You're actually limited to thickness choices on laminate and engineered flooring products. Most of them range from 5/16" to 1/2" thick.

In most cases, from all the flooring I've installed, flushing out a new floor to an existing floor isn't brought up. Thats only if installing flooring that's of a different type than what's already there. They make mini reducers to transition down from a higher floor to one that's lower. For a flush floor, there's also what's called T-molding which is used to cover the expansion joint, usually 3/4", between the 2 types of flooring.

If flushing out the new floor to the existing flooring just has to be done, then see @isherwood's answer.

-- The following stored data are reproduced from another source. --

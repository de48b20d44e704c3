//! Command implementations for the metin CLI.

use std::io::{self, BufRead};
use std::sync::Arc;
use std::time::Instant;

use log::{debug, info};

use crate::cli::args::*;
use crate::cli::output::*;
use crate::error::Result;
use crate::learning::learner::{CorrectionLearner, LearnerConfig};
use crate::pipeline::batch::BatchProcessor;
use crate::pipeline::cleaning::CleaningPipeline;
use crate::pipeline::flags::StageFlags;
use crate::pipeline::resources::ResourceStore;
use crate::spelling::checker::FrequencyChecker;
use crate::spelling::dictionary::MergePolicy;

/// Execute a CLI command.
pub fn execute_command(args: MetinArgs) -> Result<()> {
    let store = open_store(&args)?;

    match &args.command {
        Command::Clean(clean_args) => clean_text(clean_args, &store, &args),
        Command::Process(process_args) => process_file(process_args, &store, &args),
        Command::Learn(learn_args) => learn_corrections(learn_args, &store, &args),
        Command::Stopwords(command) => manage_stopwords(command, &store, &args),
        Command::Corrections(command) => manage_corrections(command, &store, &args),
    }
}

/// Open the resource files named on the command line.
fn open_store(args: &MetinArgs) -> Result<ResourceStore> {
    let mut store = ResourceStore::open(&args.stopwords, &args.corrections)?;

    if let Some(path) = &args.english_dictionary {
        let checker = FrequencyChecker::load_from_file(path)?;
        store = store.with_checker(Arc::new(checker));
    }
    Ok(store)
}

/// Resolve stage flags from an optional file plus command line switches.
fn resolve_flags(stages: &StageArgs) -> Result<StageFlags> {
    let base = match &stages.flags_file {
        Some(path) => StageFlags::load(path)?,
        None => StageFlags::default(),
    };
    let flags = stages.apply(base);
    debug!("Stage flags: {flags:?}");
    Ok(flags)
}

/// Clean a single text, or stdin line by line.
fn clean_text(args: &CleanArgs, store: &ResourceStore, cli_args: &MetinArgs) -> Result<()> {
    let flags = resolve_flags(&args.stages)?;
    let pipeline = CleaningPipeline::new(store.snapshot()?)?;

    let clean_one = |text: &str| -> Result<()> {
        let result = if args.trace {
            let trace = pipeline.run_traced(text, args.language, &flags);
            CleanResult {
                input: text.to_string(),
                output: trace.output.clone(),
                trace: Some(trace),
            }
        } else {
            CleanResult {
                input: text.to_string(),
                output: pipeline.run(text, args.language, &flags),
                trace: None,
            }
        };
        output_result(&result, cli_args)
    };

    match &args.text {
        Some(text) => clean_one(text),
        None => {
            for line in io::stdin().lock().lines() {
                clean_one(&line?)?;
            }
            Ok(())
        }
    }
}

/// Clean one column of a CSV file.
fn process_file(args: &ProcessArgs, store: &ResourceStore, cli_args: &MetinArgs) -> Result<()> {
    let flags = resolve_flags(&args.stages)?;
    let pipeline = Arc::new(CleaningPipeline::new(store.snapshot()?)?);
    let processor = BatchProcessor::new(pipeline, args.language, flags);

    let start_time = Instant::now();
    let summary = processor.process_csv(&args.input, &args.output, &args.column)?;
    info!(
        "Processed {} in {:.2}s",
        args.input.display(),
        start_time.elapsed().as_secs_f64()
    );

    output_result(
        &ProcessResult {
            input: args.input.clone(),
            output: args.output.clone(),
            column: args.column.clone(),
            summary,
        },
        cli_args,
    )
}

/// Learn corrections from corpora and merge them into the corrections file.
fn learn_corrections(args: &LearnArgs, store: &ResourceStore, cli_args: &MetinArgs) -> Result<()> {
    let learner = CorrectionLearner::new(LearnerConfig {
        raw_column: args.raw_column.clone(),
        processed_column: args.processed_column.clone(),
        min_support: args.min_support,
        cutoff: args.cutoff,
        min_share: args.min_share,
    })?;
    let report = learner.learn_files(&args.files)?;

    let merge = if args.dry_run {
        None
    } else {
        let policy = if args.overwrite {
            MergePolicy::Overwrite
        } else {
            MergePolicy::KeepExisting
        };
        let stats = store.update_corrections(|c| c.merge_learned(&report.corrections, policy));
        store.save_corrections()?;
        Some(stats)
    };

    output_result(
        &LearnResult {
            learned: report.corrections,
            files_scanned: report.files_scanned,
            records: report.records,
            skipped_files: report.skipped_files,
            merge,
            dictionary_size: store.corrections().len(),
            dry_run: args.dry_run,
        },
        cli_args,
    )
}

fn manage_stopwords(
    command: &StopwordsCommand,
    store: &ResourceStore,
    cli_args: &MetinArgs,
) -> Result<()> {
    let (language, result) = match command {
        StopwordsCommand::List(list_args) => {
            let words = store
                .stopwords()
                .words(list_args.language)
                .into_iter()
                .map(str::to_string)
                .collect();
            return output_result(
                &StopwordList {
                    language: list_args.language,
                    words,
                },
                cli_args,
            );
        }
        StopwordsCommand::Add(edit_args) => {
            let result = edit_words(&edit_args.words, |word| {
                store.update_stopwords(|s| s.add(edit_args.language, word))
            });
            (edit_args.language, result)
        }
        StopwordsCommand::Remove(edit_args) => {
            let result = edit_words(&edit_args.words, |word| {
                store.update_stopwords(|s| s.remove(edit_args.language, word))
            });
            (edit_args.language, result)
        }
        StopwordsCommand::Reset(list_args) => {
            store.update_stopwords(|s| s.reset(list_args.language));
            (
                list_args.language,
                EditResult {
                    changed: vec![list_args.language.to_string()],
                    unchanged: Vec::new(),
                    total: 0,
                },
            )
        }
    };

    store.save_stopwords()?;
    let result = EditResult {
        total: store.stopwords().len(language),
        ..result
    };
    output_result(&result, cli_args)
}

fn manage_corrections(
    command: &CorrectionsCommand,
    store: &ResourceStore,
    cli_args: &MetinArgs,
) -> Result<()> {
    let result = match command {
        CorrectionsCommand::List => {
            let corrections = store
                .corrections()
                .sorted()
                .into_iter()
                .map(|(k, v)| (k.to_string(), v.to_string()))
                .collect();
            return output_result(&CorrectionList { corrections }, cli_args);
        }
        CorrectionsCommand::Add { wrong, right } => {
            edit_words(std::slice::from_ref(wrong), |word| {
                store.update_corrections(|c| c.insert(word, right.as_str()))
            })
        }
        CorrectionsCommand::Remove { words } => edit_words(words, |word| {
            store.update_corrections(|c| c.remove(word).is_some())
        }),
        CorrectionsCommand::Clear => {
            let removed = store.update_corrections(|c| {
                let keys: Vec<String> = c.sorted().keys().map(|k| k.to_string()).collect();
                c.clear();
                keys
            });
            EditResult {
                changed: removed,
                unchanged: Vec::new(),
                total: 0,
            }
        }
    };

    store.save_corrections()?;
    let result = EditResult {
        total: store.corrections().len(),
        ..result
    };
    output_result(&result, cli_args)
}

/// Apply `edit` to each word, splitting them by whether anything changed.
fn edit_words(words: &[String], mut edit: impl FnMut(&str) -> bool) -> EditResult {
    let (changed, unchanged): (Vec<String>, Vec<String>) =
        words.iter().cloned().partition(|word| edit(word.as_str()));
    EditResult {
        changed,
        unchanged,
        total: 0,
    }
}
//! Interface to an external morphological analyzer.
//!
//! The analyzer itself (a neural lemmatizer or similar) lives outside this
//! crate. The pipeline only needs lemmas and universal part-of-speech tags,
//! and treats the analyzer as optional: when none is ready, the built-in
//! stemmer is used instead.

use serde::{Deserialize, Serialize};

use crate::error::Result;

/// Universal part-of-speech tags.
#[derive(Clone, Debug, PartialEq, Eq, Hash, Serialize, Deserialize)]
pub enum UPos {
    Noun,
    Verb,
    Adj,
    Adv,
    Propn,
    Pron,
    Det,
    Adp,
    Aux,
    Cconj,
    Sconj,
    Num,
    Part,
    Punct,
    Intj,
    Sym,
    X,
}

impl UPos {
    /// Parse a tag such as `"NOUN"`; unknown tags map to [`UPos::X`].
    pub fn from_tag(tag: &str) -> Self {
        match tag.to_ascii_uppercase().as_str() {
            "NOUN" => UPos::Noun,
            "VERB" => UPos::Verb,
            "ADJ" => UPos::Adj,
            "ADV" => UPos::Adv,
            "PROPN" => UPos::Propn,
            "PRON" => UPos::Pron,
            "DET" => UPos::Det,
            "ADP" => UPos::Adp,
            "AUX" => UPos::Aux,
            "CCONJ" => UPos::Cconj,
            "SCONJ" => UPos::Sconj,
            "NUM" => UPos::Num,
            "PART" => UPos::Part,
            "PUNCT" => UPos::Punct,
            "INTJ" => UPos::Intj,
            "SYM" => UPos::Sym,
            _ => UPos::X,
        }
    }

    /// Content-word tags whose lemmas are kept.
    pub fn is_content(&self) -> bool {
        matches!(
            self,
            UPos::Noun | UPos::Verb | UPos::Adj | UPos::Adv | UPos::Propn
        )
    }
}

/// One analyzed word.
#[derive(Clone, Debug, PartialEq, Eq, Serialize, Deserialize)]
pub struct AnalyzedWord {
    /// The word as it appeared in the input
    pub surface: String,
    /// Dictionary form
    pub lemma: String,
    /// Universal part-of-speech tag
    pub upos: UPos,
}

impl AnalyzedWord {
    pub fn new<S: Into<String>, L: Into<String>>(surface: S, lemma: L, upos: UPos) -> Self {
        AnalyzedWord {
            surface: surface.into(),
            lemma: lemma.into(),
            upos,
        }
    }
}

/// A sentence is the analyzer's unit of output.
pub type Sentence = Vec<AnalyzedWord>;

/// A morphological analyzer service.
///
/// Implementations are expected to be warmed up once and then shared across
/// a whole batch; `analyze` is called once per record.
pub trait MorphologicalAnalyzer: Send + Sync {
    /// Whether the analyzer is loaded and can be called.
    fn is_ready(&self) -> bool {
        true
    }

    /// Analyze a text into sentences of words.
    fn analyze(&self, text: &str) -> Result<Vec<Sentence>>;

    /// Get the name of this analyzer.
    fn name(&self) -> &'static str;
}

#[cfg(test)]
mod tests {
    use super::*;

    #[test]
    fn test_upos_from_tag() {
        assert_eq!(UPos::from_tag("NOUN"), UPos::Noun);
        assert_eq!(UPos::from_tag("propn"), UPos::Propn);
        assert_eq!(UPos::from_tag("???"), UPos::X);
    }

    #[test]
    fn test_content_tags() {
        assert!(UPos::Verb.is_content());
        assert!(UPos::Adv.is_content());
        assert!(!UPos::Det.is_content());
        assert!(!UPos::Punct.is_content());
    }
}
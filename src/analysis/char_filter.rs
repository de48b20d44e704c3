//! Char filter implementations for text normalization.
//!
//! Char filters run on the whole record before it is tokenized. Each one
//! implements a single text-level stage of the cleaning pipeline (lowercasing,
//! noise stripping, emoji removal and so on) and never fails.
//!
//! # Available Filters
//!
//! - [`lowercase::LowercaseCharFilter`] - Unicode lowercasing
//! - [`pattern_replace::PatternReplaceCharFilter`] - Regex-based replacement
//! - [`emoji::EmojiCharFilter`] - Emoji to placeholder, then placeholder removal
//! - [`normalize::LanguageNormalizeCharFilter`] - Per-language character mapping
//! - [`punctuation::PunctuationCharFilter`] - ASCII punctuation removal
//! - [`whitespace::CollapseWhitespaceCharFilter`] - Whitespace collapsing and trimming
//!
//! # Examples
//!
//! ```
//! use metin::analysis::char_filter::CharFilter;
//! use metin::analysis::char_filter::pattern_replace::PatternReplaceCharFilter;
//!
//! let filter = PatternReplaceCharFilter::new(r"\d+", "").unwrap();
//! assert_eq!(filter.filter("2024 yılı"), " yılı");
//! ```

/// Trait for character filters that transform text before tokenization.
pub trait CharFilter: Send + Sync {
    /// Apply this filter to the input text.
    fn filter(&self, input: &str) -> String;

    /// Get the name of this char filter.
    fn name(&self) -> &'static str;
}

pub mod emoji;
pub mod lowercase;
pub mod normalize;
pub mod pattern_replace;
pub mod punctuation;
pub mod whitespace;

  • Your answer is to not think ahead about the major issue - the transition piece - and deal with it after you pick out what you want?
    – DMoore
    Commented Nov 29, 2018 at 18:29
  • That's not what I said or am saying... I've personally installed several million square feet of flooring in the 12 years I did hardwood floors. What I stated was that the question of flushing out 2 different types of floors isn't usually asked about or a concern... It comes up occasionally but not often. I'll edit my answer.